Data provided START

#![allow(unused)]

use std::path::PathBuf;

/// Directories that may hold `libopenblas` and `libgomp`.
///
/// Colon-separated (semicolon on windows) entries of the listed environment
/// variables come first, then the usual system prefixes.
fn link_search_dirs(env_names: &[&str]) -> Vec<PathBuf> {
    let sep = if cfg!(windows) { ';' } else { ':' };
    let prefixes = ["/usr", "/usr/local", "/opt"];
    let subdirs = ["", "lib", "lib64", "lib/x86_64-linux-gnu"];

    let roots = env_names
        .iter()
        .filter_map(|name| std::env::var(name).ok())
        .flat_map(|paths| paths.split(sep).map(str::to_string).collect::<Vec<_>>())
        .filter(|path| !path.is_empty())
        .chain(prefixes.iter().map(|p| p.to_string()))
        .map(PathBuf::from)
        .collect::<Vec<_>>();

    roots
        .iter()
        .flat_map(|root| subdirs.iter().map(move |sub| root.join(sub)))
        .filter(|path| path.is_dir())
        .filter_map(|path| std::fs::canonicalize(path).ok())
        .collect()
}

fn link_openblas() {
    println!("cargo:rerun-if-env-changed=REST_EXT_DIR");
    for dir in link_search_dirs(&["REST_EXT_DIR", "LD_LIBRARY_PATH", "DYLD_LIBRARY_PATH"]) {
        println!("cargo:rustc-link-search=native={}", dir.display());
    }
    println!("cargo:rustc-link-lib=openblas");
    println!("cargo:rustc-link-lib=gomp");
}

fn main() {
    #[cfg(feature = "use_openblas")]
    link_openblas();
}
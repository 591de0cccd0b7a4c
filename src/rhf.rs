use crate::prelude::*;

pub struct RHFConfig {
    pub max_cycle: usize,
    pub conv_tol_e: f64,
}

impl Default for RHFConfig {
    fn default() -> Self {
        Self { max_cycle: 64, conv_tol_e: 1.0e-10 }
    }
}

pub fn get_energy_nuc(cint_data: &CInt) -> f64 {
    let device = DeviceTsr::default();

    let atom_coords = {
        let coords = cint_data.atom_coords();
        let coords = coords.into_iter().flatten().collect::<Vec<f64>>();
        rt::asarray((coords, &device)).into_shape((-1, 3))
    };
    let atom_charges = rt::asarray((cint_data.atom_charges(), &device));
    let mut dist = rt::sci::cdist((atom_coords.view(), atom_coords.view()));
    dist.diagonal_mut(None).fill(f64::INFINITY);
    0.5 * (&atom_charges * atom_charges.i((.., None)) / dist).sum()
}

/// Restricted Hartree-Fock with the exact four-index Coulomb and exchange.
///
/// Produces the orbitals and orbital energies that feed the response
/// equations; no convergence acceleration.
pub fn minimal_rhf(cint_data: &CInt, config: &RHFConfig) -> Result<RHFResults> {
    let time = std::time::Instant::now();
    let device = DeviceTsr::default();

    let nocc = (cint_data.atom_charges().into_iter().sum::<f64>() / 2.0) as usize;
    let nao = cint_data.nao();

    let e_nuc = get_energy_nuc(cint_data);
    log::info!("Nuclear repulsion energy: {e_nuc}");

    let hcore = util::intor_row_major(cint_data, "int1e_kin") + util::intor_row_major(cint_data, "int1e_nuc");
    let ovlp = util::intor_row_major(cint_data, "int1e_ovlp");
    let int2e = util::intor_row_major(cint_data, "int2e");
    let jk = integrals::JKCint::from_int2e(int2e);

    let mut dm = ovlp.zeros_like();
    let mut mo_coeff = rt::zeros(([nao, nao], &device));
    let mut mo_energy = rt::zeros(([nao], &device));
    let mut e_elec = 0.0;
    let mut converged = false;
    for niter in 0..config.max_cycle {
        let (vj, vk) = jk.compute_from_density(&dm)?;
        let fock = &hcore + vj - 0.5_f64 * vk;
        (mo_energy, mo_coeff) = rt::linalg::eigh((fock.view(), ovlp.view())).into();
        dm = 2.0_f64 * mo_coeff.i((.., ..nocc)) % mo_coeff.i((.., ..nocc)).t();

        let (vj, vk) = jk.compute_from_density(&dm)?;
        let eng_scratch = &hcore + 0.5_f64 * vj - 0.25_f64 * vk;
        let e_elec_new = (&dm * &eng_scratch).sum();
        log::debug!("RHF iteration {niter}: E_elec = {e_elec_new}");
        let diff_eng = e_elec_new - e_elec;
        e_elec = e_elec_new;
        if niter > 0 && diff_eng.abs() < config.conv_tol_e {
            converged = true;
            log::info!("RHF converged in {niter} iterations.");
            break;
        }
    }
    ensure!(converged, "RHF did not converge in {} iterations", config.max_cycle);

    let e_tot = e_nuc + e_elec;
    log::info!("Total elec energy: {e_elec}");
    log::info!("Total RHF energy: {e_tot}");
    log::info!("Elapsed time for RHF: {:.2?}", time.elapsed());

    Ok(RHFResults { mo_energy, mo_coeff, dm, e_nuc, e_elec, e_tot })
}
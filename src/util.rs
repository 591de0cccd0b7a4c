use crate::prelude::*;

/// Obtain integrals (in row-major, same to PySCF but reverse of libcint).
///
/// Multi-component integrals come out as `[comp, nao, nao]`.
///
/// # Usage
///
/// ```norun
/// let tsr = intor_row_major(&cint_data, "int1e_kin");
/// ```
pub fn intor_row_major(cint_data: &CInt, intor: &str) -> Tsr {
    // use up all rayon available threads for tensor operations
    let device = DeviceTsr::default();

    // intor, "s1", full_shls_slice
    let (out, shape) = cint_data.integrate_row_major(intor, None, None).into();

    // row-major by transposition of col-major shape
    rt::asarray((out, shape.c(), &device))
}

pub fn intor_3c2e_row_major(cint_data: &CInt, aux_cint_data: &CInt, intor: &str) -> Tsr {
    let device = DeviceTsr::default();
    let (out, shape) = CInt::integrate_cross_row_major(intor, [cint_data, cint_data, aux_cint_data], None, None).into();
    rt::asarray((out, shape.c(), &device))
}

/* #region shape checks */

/// Validate `E_MO` (`[norb, norb]`) and `TEI_MO` (`[norb; 4]`), returning `(nocc, nvirt)`.
pub fn check_mo_shapes(e_mo: &Tsr, tei_mo: &Tsr, nocc: usize) -> Result<(usize, usize)> {
    let shape = e_mo.shape();
    ensure!(shape.len() == 2 && shape[0] == shape[1], "E_MO must be a square matrix, got shape {shape:?}");
    let (nocc, nvirt) = check_tei_shape(tei_mo, nocc)?;
    ensure!(
        shape[0] == nocc + nvirt,
        "E_MO has {} orbitals but TEI_MO has {}",
        shape[0],
        nocc + nvirt
    );
    Ok((nocc, nvirt))
}

/// Validate a same-spin `TEI_MO` of shape `[norb; 4]`, returning `(nocc, nvirt)`.
pub fn check_tei_shape(tei_mo: &Tsr, nocc: usize) -> Result<(usize, usize)> {
    let shape = tei_mo.shape();
    ensure!(shape.len() == 4, "TEI_MO must be 4-dimensional, got shape {shape:?}");
    let norb = shape[0];
    ensure!(shape.iter().all(|&n| n == norb), "TEI_MO must have equal dimensions, got shape {shape:?}");
    ensure!(nocc <= norb, "nocc ({nocc}) exceeds the number of orbitals ({norb})");
    Ok((nocc, norb - nocc))
}

/// Validate an opposite-spin `TEI_MO_xxyy` of shape `[nx, nx, ny, ny]`, returning `(nvirt_x, nvirt_y)`.
pub fn check_tei_shape_xxyy(tei_mo_xxyy: &Tsr, nocc_x: usize, nocc_y: usize) -> Result<(usize, usize)> {
    let shape = tei_mo_xxyy.shape();
    ensure!(shape.len() == 4, "TEI_MO_xxyy must be 4-dimensional, got shape {shape:?}");
    ensure!(
        shape[0] == shape[1] && shape[2] == shape[3],
        "TEI_MO_xxyy must have shape [nx, nx, ny, ny], got {shape:?}"
    );
    ensure!(nocc_x <= shape[0], "nocc_x ({nocc_x}) exceeds the number of orbitals ({})", shape[0]);
    ensure!(nocc_y <= shape[2], "nocc_y ({nocc_y}) exceeds the number of orbitals ({})", shape[2]);
    Ok((shape[0] - nocc_x, shape[2] - nocc_y))
}

/* #endregion */

/* #region shape fixers */

/// Give MO coefficients a leading spin axis: `[nao, nmo]` becomes `[1, nao, nmo]`.
pub fn fix_mocoeffs_shape(mocoeffs: Tsr) -> Result<Tsr> {
    let shape = mocoeffs.shape().clone();
    match shape.len() {
        2 => Ok(mocoeffs.into_shape([1, shape[0], shape[1]])),
        3 => Ok(mocoeffs),
        _ => bail!("MO coefficients must be 2- or 3-dimensional, got shape {shape:?}"),
    }
}

/// Give MO energies a leading spin axis and matrix form.
///
/// A vector of orbital energies becomes a diagonal matrix.
pub fn fix_moenergies_shape(moenergies: Tsr) -> Result<Tsr> {
    let shape = moenergies.shape().clone();
    match shape.len() {
        1 => {
            let n = shape[0];
            let mut e_mo = rt::zeros(([n, n], moenergies.device()));
            e_mo.diagonal_mut(None).assign(&moenergies);
            Ok(e_mo.into_shape([1, n, n]))
        },
        2 => {
            ensure!(shape[0] == shape[1], "MO energy matrix must be square, got shape {shape:?}");
            Ok(moenergies.into_shape([1, shape[0], shape[1]]))
        },
        3 => Ok(moenergies),
        _ => bail!("MO energies must be 1-, 2- or 3-dimensional, got shape {shape:?}"),
    }
}

/* #endregion */

/// Occupations for a molecule with total `charge` and `spin` (= N_alpha - N_beta).
pub fn occupations_from_cint(cint_data: &CInt, norb: usize, charge: i32, spin: usize) -> Result<Occupations> {
    let nuclear = cint_data.atom_charges().into_iter().sum::<f64>().round() as i64;
    let nelec = nuclear - charge as i64;
    ensure!(nelec >= 0, "charge {charge} leaves a negative number of electrons");
    let nelec = nelec as usize;
    ensure!(
        nelec >= spin && (nelec - spin) % 2 == 0,
        "spin {spin} is incompatible with {nelec} electrons"
    );
    let nelec_beta = (nelec - spin) / 2;
    Occupations::from_nelec(nelec_beta + spin, nelec_beta, norb)
}

#[cfg(test)]
mod test {
    use super::*;

    #[test]
    fn test_check_shapes() {
        let device = DeviceTsr::default();
        let e_mo: Tsr = rt::zeros(([4, 4], &device));
        let tei: Tsr = rt::zeros(([4, 4, 4, 4], &device));
        assert_eq!(check_mo_shapes(&e_mo, &tei, 1).unwrap(), (1, 3));
        assert!(check_mo_shapes(&e_mo, &tei, 5).is_err());

        let e_bad: Tsr = rt::zeros(([3, 3], &device));
        assert!(check_mo_shapes(&e_bad, &tei, 1).is_err());

        let tei_bad: Tsr = rt::zeros(([4, 4, 4, 3], &device));
        assert!(check_tei_shape(&tei_bad, 1).is_err());

        let tei_xxyy: Tsr = rt::zeros(([4, 4, 3, 3], &device));
        assert_eq!(check_tei_shape_xxyy(&tei_xxyy, 2, 1).unwrap(), (2, 2));
        assert!(check_tei_shape_xxyy(&tei_bad, 2, 1).is_err());
    }

    #[test]
    fn test_fix_shapes() {
        let device = DeviceTsr::default();
        let c: Tsr = rt::zeros(([5, 4], &device));
        assert_eq!(fix_mocoeffs_shape(c).unwrap().shape().to_vec(), vec![1, 5, 4]);

        let e: Tsr = rt::asarray((vec![-1.0, 0.5, 2.0], &device));
        let e = fix_moenergies_shape(e).unwrap();
        assert_eq!(e.shape().to_vec(), vec![1, 3, 3]);
        assert_eq!(e[[0, 1, 1]], 0.5);
        assert_eq!(e[[0, 1, 2]], 0.0);

        let bad: Tsr = rt::zeros(([1, 2, 3, 4], &device));
        assert!(fix_moenergies_shape(bad).is_err());
    }

    #[test]
    fn test_occupations_from_cint() {
        let cint_data = init_h2o_def2_tzvp();
        let norb = cint_data.nao();
        let occ = occupations_from_cint(&cint_data, norb, 0, 0).unwrap();
        assert_eq!(occ.nocc_alph, 5);
        assert_eq!(occ.nocc_beta, 5);
        assert_eq!(occ.nvirt_alph, norb - 5);

        let occ = occupations_from_cint(&cint_data, norb, 1, 1).unwrap();
        assert_eq!((occ.nocc_alph, occ.nocc_beta), (5, 4));
        assert!(occupations_from_cint(&cint_data, norb, 0, 1).is_err());
    }
}
//! Result aggregation and report shaping.
//!
//! Combines per-list filtered entries into an ordered collection and
//! projects them into flat rows for console display and CSV export.

use crate::aws::AwsError;
use crate::models::{Entry, PrefixList};

/// Matching entries of a single prefix list.
#[derive(Debug, Clone)]
pub struct PlMatches {
    /// The prefix list the entries belong to.
    pub pl: PrefixList,
    /// Entries that passed the active entry criterion.
    pub entries: Vec<Entry>,
}

/// Detail report: retained lists in fetch order, zero-match lists omitted.
#[derive(Debug, Clone, Default)]
pub struct Report {
    /// Per-list results in the order the lists were fetched.
    pub results: Vec<PlMatches>,
}

/// One flattened row of the tabular projection.
#[derive(Debug, Clone, PartialEq, Eq)]
pub struct ReportRow {
    pub pl_id: String,
    pub pl_name: String,
    pub cidr: String,
    pub description: String,
}

impl Report {
    /// True when no list contributed any matching entry.
    pub fn is_empty(&self) -> bool {
        self.results.is_empty()
    }

    /// Flatten to one row per (list, entry) pair, missing fields as "N/A".
    pub fn rows(&self) -> Vec<ReportRow> {
        self.results
            .iter()
            .flat_map(|result| {
                result.entries.iter().map(|entry| ReportRow {
                    pl_id: result.pl.id.clone(),
                    pl_name: result.pl.display_name().to_string(),
                    cidr: entry.display_cidr().to_string(),
                    description: entry.display_description().to_string(),
                })
            })
            .collect()
    }
}

/// Fetch and filter the entries of each prefix list, keeping the lists that
/// contribute at least one match.
///
/// A failed entry fetch for one list is logged and contributes zero entries;
/// processing continues with the remaining lists.
pub fn collect_matches<F, P>(
    prefix_lists: &[PrefixList],
    mut fetch_entries: F,
    mut entry_filter: P,
) -> Report
where
    F: FnMut(&PrefixList) -> Result<Vec<Entry>, AwsError>,
    P: FnMut(Vec<Entry>) -> Vec<Entry>,
{
    let mut results = Vec::new();
    for pl in prefix_lists {
        log::info!("Processing prefix list: {}", pl.id);
        let entries = match fetch_entries(pl) {
            Ok(entries) => entries,
            Err(e) => {
                log::error!("Error retrieving entries for {}: {e}", pl.id);
                Vec::new()
            }
        };
        let matching = entry_filter(entries);
        if matching.is_empty() {
            log::info!("No matching entries in {}", pl.id);
        } else {
            log::info!(
                "Found {} matching entr{} in {}",
                matching.len(),
                if matching.len() == 1 { "y" } else { "ies" },
                pl.id
            );
            results.push(PlMatches {
                pl: pl.clone(),
                entries: matching,
            });
        }
        log::info!("{}", "-".repeat(60));
    }
    Report { results }
}

/// Project prefix lists to (id, name) pairs sorted ascending by name,
/// case-insensitive, ties kept in original fetch order.
///
/// List ids are opaque, so the name is the only human-meaningful key.
pub fn sorted_listing(prefix_lists: &[PrefixList]) -> Vec<(String, String)> {
    let mut listing: Vec<(String, String)> = prefix_lists
        .iter()
        .map(|pl| (pl.id.clone(), pl.display_name().to_string()))
        .collect();
    listing.sort_by_key(|(_, name)| name.to_lowercase());
    listing
}
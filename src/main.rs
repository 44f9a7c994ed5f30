use std::process::ExitCode;

use clap::Parser;
use plutils::cli::Cli;

fn main() -> ExitCode {
    // Do as little as possible in main.rs as it can't contain any tests
    dotenv::dotenv().ok();
    let cli = Cli::parse();
    let command = &cli.command;

    if let Err(e) = plutils::logging::init_logging(command.name(), command.common().quiet) {
        eprintln!("Error initializing logging: {e}");
        return ExitCode::FAILURE;
    }
    log::info!("#Start main() plutils {}", command.name());

    match plutils::commands::run(command) {
        Ok(()) => {
            log::info!("Processing complete.");
            ExitCode::SUCCESS
        }
        Err(e) => {
            log::error!("{e}");
            ExitCode::FAILURE
        }
    }
}
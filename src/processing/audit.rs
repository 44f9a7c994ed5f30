//! CIDR size classification of prefix list entries.

use crate::models::{Cidr, Entry};

/// Keep the entries whose address block is larger than `/max_prefix_len`.
///
/// A block is larger when its parsed prefix length is strictly less than
/// `max_prefix_len` (a /24 covers more addresses than a /29). Entries whose
/// block does not parse as an IPv4 network are skipped with a logged
/// diagnostic. Input order is preserved.
pub fn filter_large_cidr_entries(entries: Vec<Entry>, max_prefix_len: u8) -> Vec<Entry> {
    let filtered: Vec<Entry> = entries
        .into_iter()
        .filter(|entry| {
            let Some(cidr_text) = entry.cidr.as_deref() else {
                return false;
            };
            match Cidr::parse(cidr_text) {
                Ok(cidr) => cidr.prefix_len < max_prefix_len,
                Err(e) => {
                    log::warn!("Invalid CIDR format '{cidr_text}': {e}");
                    false
                }
            }
        })
        .collect();
    log::info!(
        "Filtered {} entries with CIDR larger than /{max_prefix_len}",
        filtered.len()
    );
    filtered
}

#[cfg(test)]
mod tests {
    use super::*;

    fn entry(cidr: &str) -> Entry {
        Entry {
            cidr: Some(cidr.to_string()),
            description: Some("test".to_string()),
        }
    }

    fn sample_entries() -> Vec<Entry> {
        vec![
            entry("10.0.0.0/24"),
            entry("10.0.1.0/29"),
            entry("10.0.2.0/28"),
            entry("8.8.8.8/32"),
        ]
    }

    #[test]
    fn test_threshold_29() {
        let matches = filter_large_cidr_entries(sample_entries(), 29);
        let cidrs: Vec<&str> = matches.iter().map(|e| e.display_cidr()).collect();
        assert_eq!(cidrs, vec!["10.0.0.0/24", "10.0.2.0/28"]);
    }

    #[test]
    fn test_threshold_28() {
        let matches = filter_large_cidr_entries(sample_entries(), 28);
        let cidrs: Vec<&str> = matches.iter().map(|e| e.display_cidr()).collect();
        assert_eq!(cidrs, vec!["10.0.0.0/24"]);
    }

    #[test]
    fn test_threshold_0_matches_nothing() {
        let matches = filter_large_cidr_entries(sample_entries(), 0);
        assert!(matches.is_empty());
    }

    #[test]
    fn test_threshold_32_excludes_only_host_routes() {
        let matches = filter_large_cidr_entries(sample_entries(), 32);
        assert_eq!(matches.len(), 3);
        assert!(matches.iter().all(|e| e.display_cidr() != "8.8.8.8/32"));
    }

    #[test]
    fn test_equal_prefix_is_not_oversized() {
        // Strict less-than: a /29 is not larger than /29.
        let matches = filter_large_cidr_entries(vec![entry("10.0.1.0/29")], 29);
        assert!(matches.is_empty());
    }

    #[test]
    fn test_invalid_cidr_skipped() {
        let entries = vec![
            entry("not-a-cidr"),
            entry("10.0.0.0"),
            entry("10.0.0.0/ab"),
            Entry {
                cidr: None,
                description: Some("no block".to_string()),
            },
            entry("10.0.0.0/8"),
        ];
        let matches = filter_large_cidr_entries(entries, 29);
        assert_eq!(matches.len(), 1);
        assert_eq!(matches[0].display_cidr(), "10.0.0.0/8");
    }

    #[test]
    fn test_host_bits_normalized_not_rejected() {
        let matches = filter_large_cidr_entries(vec![entry("10.0.0.7/8")], 29);
        assert_eq!(matches.len(), 1);
    }

    #[test]
    fn test_classifier_is_pure() {
        let once = filter_large_cidr_entries(sample_entries(), 29);
        let twice = filter_large_cidr_entries(sample_entries(), 29);
        assert_eq!(once.len(), twice.len());
        for (a, b) in once.iter().zip(twice.iter()) {
            assert_eq!(a.display_cidr(), b.display_cidr());
        }
    }
}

Data provided END

Assignment | From the entries above, print the lines beginning at the one with "vec![1, 5, 4]);" and stopping after the one with "let norb = cint_data.nao();", exactly as written and with nothing else.

Answer |
        assert_eq!(fix_mocoeffs_shape(c).unwrap().shape().to_vec(), vec![1, 5, 4]);

        let e: Tsr = rt::asarray((vec![-1.0, 0.5, 2.0], &device));
        let e = fix_moenergies_shape(e).unwrap();
        assert_eq!(e.shape().to_vec(), vec![1, 3, 3]);
        assert_eq!(e[[0, 1, 1]], 0.5);
        assert_eq!(e[[0, 1, 2]], 0.0);

        let bad: Tsr = rt::zeros(([1, 2, 3, 4], &device));
        assert!(fix_moenergies_shape(bad).is_err());
    }

    #[test]
    fn test_occupations_from_cint() {
        let cint_data = init_h2o_def2_tzvp();
        let norb = cint_data.nao();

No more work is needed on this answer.